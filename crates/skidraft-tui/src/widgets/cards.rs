// Player cards widget: the roster as a selectable table.
//
// Columns: captain checkbox, flag, name, team, rating, the four stats,
// photo marker. Captain rows are yellow; the selected row is highlighted.

use ratatui::layout::{Constraint, Rect};
use ratatui::style::{Color, Modifier, Style};
use ratatui::widgets::{Block, Borders, Cell, Paragraph, Row, Table, TableState};
use ratatui::Frame;

use skidraft_core::views::PlayerCard;

use crate::ViewState;

const HEADERS: [&str; 10] = [
    "Capt", "Flag", "Name", "Team", "Rtg", "SKI", "DRNK", "CHAOS", "COORD", "Photo",
];

/// Render the roster cards into the given area.
pub fn render(frame: &mut Frame, area: Rect, state: &ViewState) {
    let block = Block::default()
        .borders(Borders::ALL)
        .title(format!("Roster ({})", state.player_count));

    if let Some(hint) = state.cards.hint() {
        let paragraph = Paragraph::new(format!("  {hint}"))
            .style(Style::default().fg(Color::DarkGray))
            .block(block);
        frame.render_widget(paragraph, area);
        return;
    }

    let header = Row::new(HEADERS.iter().map(|h| Cell::from(*h))).style(
        Style::default()
            .fg(Color::White)
            .add_modifier(Modifier::BOLD),
    );

    let rows: Vec<Row> = state
        .cards
        .rows()
        .iter()
        .map(|card| {
            let style = if card.is_captain {
                Style::default().fg(Color::Yellow)
            } else {
                Style::default()
            };
            Row::new(card_cells(card).into_iter().map(Cell::from)).style(style)
        })
        .collect();

    let widths = [
        Constraint::Length(4),
        Constraint::Length(16),
        Constraint::Min(14),
        Constraint::Min(12),
        Constraint::Length(4),
        Constraint::Length(5),
        Constraint::Length(5),
        Constraint::Length(6),
        Constraint::Length(6),
        Constraint::Length(5),
    ];

    let table = Table::new(rows, widths)
        .header(header)
        .block(block)
        .row_highlight_style(Style::default().bg(Color::DarkGray).add_modifier(Modifier::BOLD))
        .highlight_symbol("> ");

    let mut table_state = TableState::default().with_selected(Some(state.selected));
    frame.render_stateful_widget(table, area, &mut table_state);
}

/// Checkbox text for the captain column.
pub fn captain_mark(is_captain: bool) -> &'static str {
    if is_captain {
        "[x]"
    } else {
        "[ ]"
    }
}

/// Cell text for one card, in `HEADERS` order.
pub fn card_cells(card: &PlayerCard) -> Vec<String> {
    vec![
        captain_mark(card.is_captain).to_string(),
        card.flag.text().to_string(),
        card.name.clone(),
        card.team.clone(),
        card.rating.to_string(),
        card.ski.to_string(),
        card.drnk.to_string(),
        card.chaos.to_string(),
        card.coord.to_string(),
        if card.has_photo { "yes" } else { "-" }.to_string(),
    ]
}

// ---------------------------------------------------------------------------
// Tests
// ---------------------------------------------------------------------------

#[cfg(test)]
mod tests {
    use super::*;
    use crate::test_support::{card, render_text};
    use skidraft_core::nationality::FlagDisplay;
    use skidraft_core::views::{View, NO_CARDS_HINT};

    #[test]
    fn captain_mark_values() {
        assert_eq!(captain_mark(true), "[x]");
        assert_eq!(captain_mark(false), "[ ]");
    }

    #[test]
    fn card_cells_follow_header_order() {
        let mut c = card("a", "Ada", true);
        c.flag = FlagDisplay::Glyph("🏔️".into());
        c.has_photo = false;
        let cells = card_cells(&c);
        assert_eq!(cells.len(), HEADERS.len());
        assert_eq!(
            cells,
            vec!["[x]", "🏔️", "Ada", "Moguls", "50", "40", "50", "60", "50", "-"]
        );
    }

    #[test]
    fn empty_roster_shows_hint() {
        let state = ViewState::default();
        let text = render_text(80, 6, |frame| render(frame, frame.area(), &state));
        assert!(text.contains(NO_CARDS_HINT));
    }

    #[test]
    fn cards_render_names() {
        let mut state = ViewState::default();
        state.cards = View::Ready(vec![card("a", "Ada", true), card("b", "Bo", false)]);
        state.player_count = 2;
        state.selected = 1;
        let text = render_text(100, 8, |frame| render(frame, frame.area(), &state));
        assert!(text.contains("Roster (2)"));
        assert!(text.contains("Ada"));
        assert!(text.contains("Bo"));
    }
}
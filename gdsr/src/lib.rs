//!
//! # Gdsr
//!
//! GDSII layout data model, geometry kernel, and stream conversion.
//!
//! Layout is organized as a [Library] of named [Cell]s.
//! Each cell holds [Polygon]s, [Path]s, [Text] labels, and [Reference]s.
//! References place a shared cell, a single element, or another reference
//! on a [Grid] of one or more positions, with reflection, magnification, and rotation.
//!
//! Geometry is in floating-point user units. Conversion to GDSII's
//! integer database units happens at the [Library::to_gds] and [Library::from_gds] boundaries,
//! per the [GdsOptions] provided.
//!
//! ```
//! use gdsr::{Cell, GdsOptions, Library, Polygon, Reference};
//!
//! let mut unit = Cell::new("unit");
//! unit.add(Polygon::new([(0., 0.), (1., 0.), (1., 1.), (0., 1.)], 1, 0).unwrap());
//!
//! let mut lib = Library::new("lib");
//! let unit = lib.add(unit, false).unwrap();
//! let mut top = Cell::new("top");
//! top.add(Reference::new(&unit));
//! lib.add(top, false).unwrap();
//!
//! let opts = GdsOptions::default();
//! let bytes = lib.to_gds_bytes(&opts).unwrap();
//! let lib2 = Library::from_gds_bytes(&bytes, &opts).unwrap();
//! assert_eq!(lib, lib2);
//! ```
//!

pub mod bbox;
pub mod boolean;
pub mod cell;
pub mod config;
pub mod element;
pub mod error;
pub mod gds;
pub mod geom;
pub mod grid;
pub mod library;
pub mod path;
pub mod point;
pub mod polygon;
pub mod reference;
pub mod text;

pub use bbox::{BoundBox, BoundBoxTrait};
pub use boolean::{boolean, BooleanOperand, BooleanOperation};
pub use cell::Cell;
pub use config::{GdsOptions, GdsOptionsBuilder};
pub use element::{Element, ElementTrait, Movable};
pub use error::{LayoutError, LayoutResult};
pub use gds::{GdsExporter, GdsImporter};
pub use grid::{Grid, GridBuilder};
pub use library::Library;
pub use path::{Path, PathType};
pub use point::Point;
pub use polygon::{Ellipse, EllipseBuilder, Polygon};
pub use reference::{Instance, Reference};
pub use text::{HorizontalPresentation, Text, VerticalPresentation};

// Re-export the stream-level crate
pub use gdsrstream;

#[cfg(test)]
mod tests;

▶ AIM OF THE EXERCISE: Restate exactly the records above from their first line through the line that holds "use crate::ViewState;", please, including both and leaving out all others.

▶ RESULT OF THIS TASK:
filename crates/skidraft-tui/src/widgets/cards.rs
// Player cards widget: the roster as a selectable table.
//
// Columns: captain checkbox, flag, name, team, rating, the four stats,
// photo marker. Captain rows are yellow; the selected row is highlighted.

use ratatui::layout::{Constraint, Rect};
use ratatui::style::{Color, Modifier, Style};
use ratatui::widgets::{Block, Borders, Cell, Paragraph, Row, Table, TableState};
use ratatui::Frame;

use skidraft_core::views::PlayerCard;

use crate::ViewState;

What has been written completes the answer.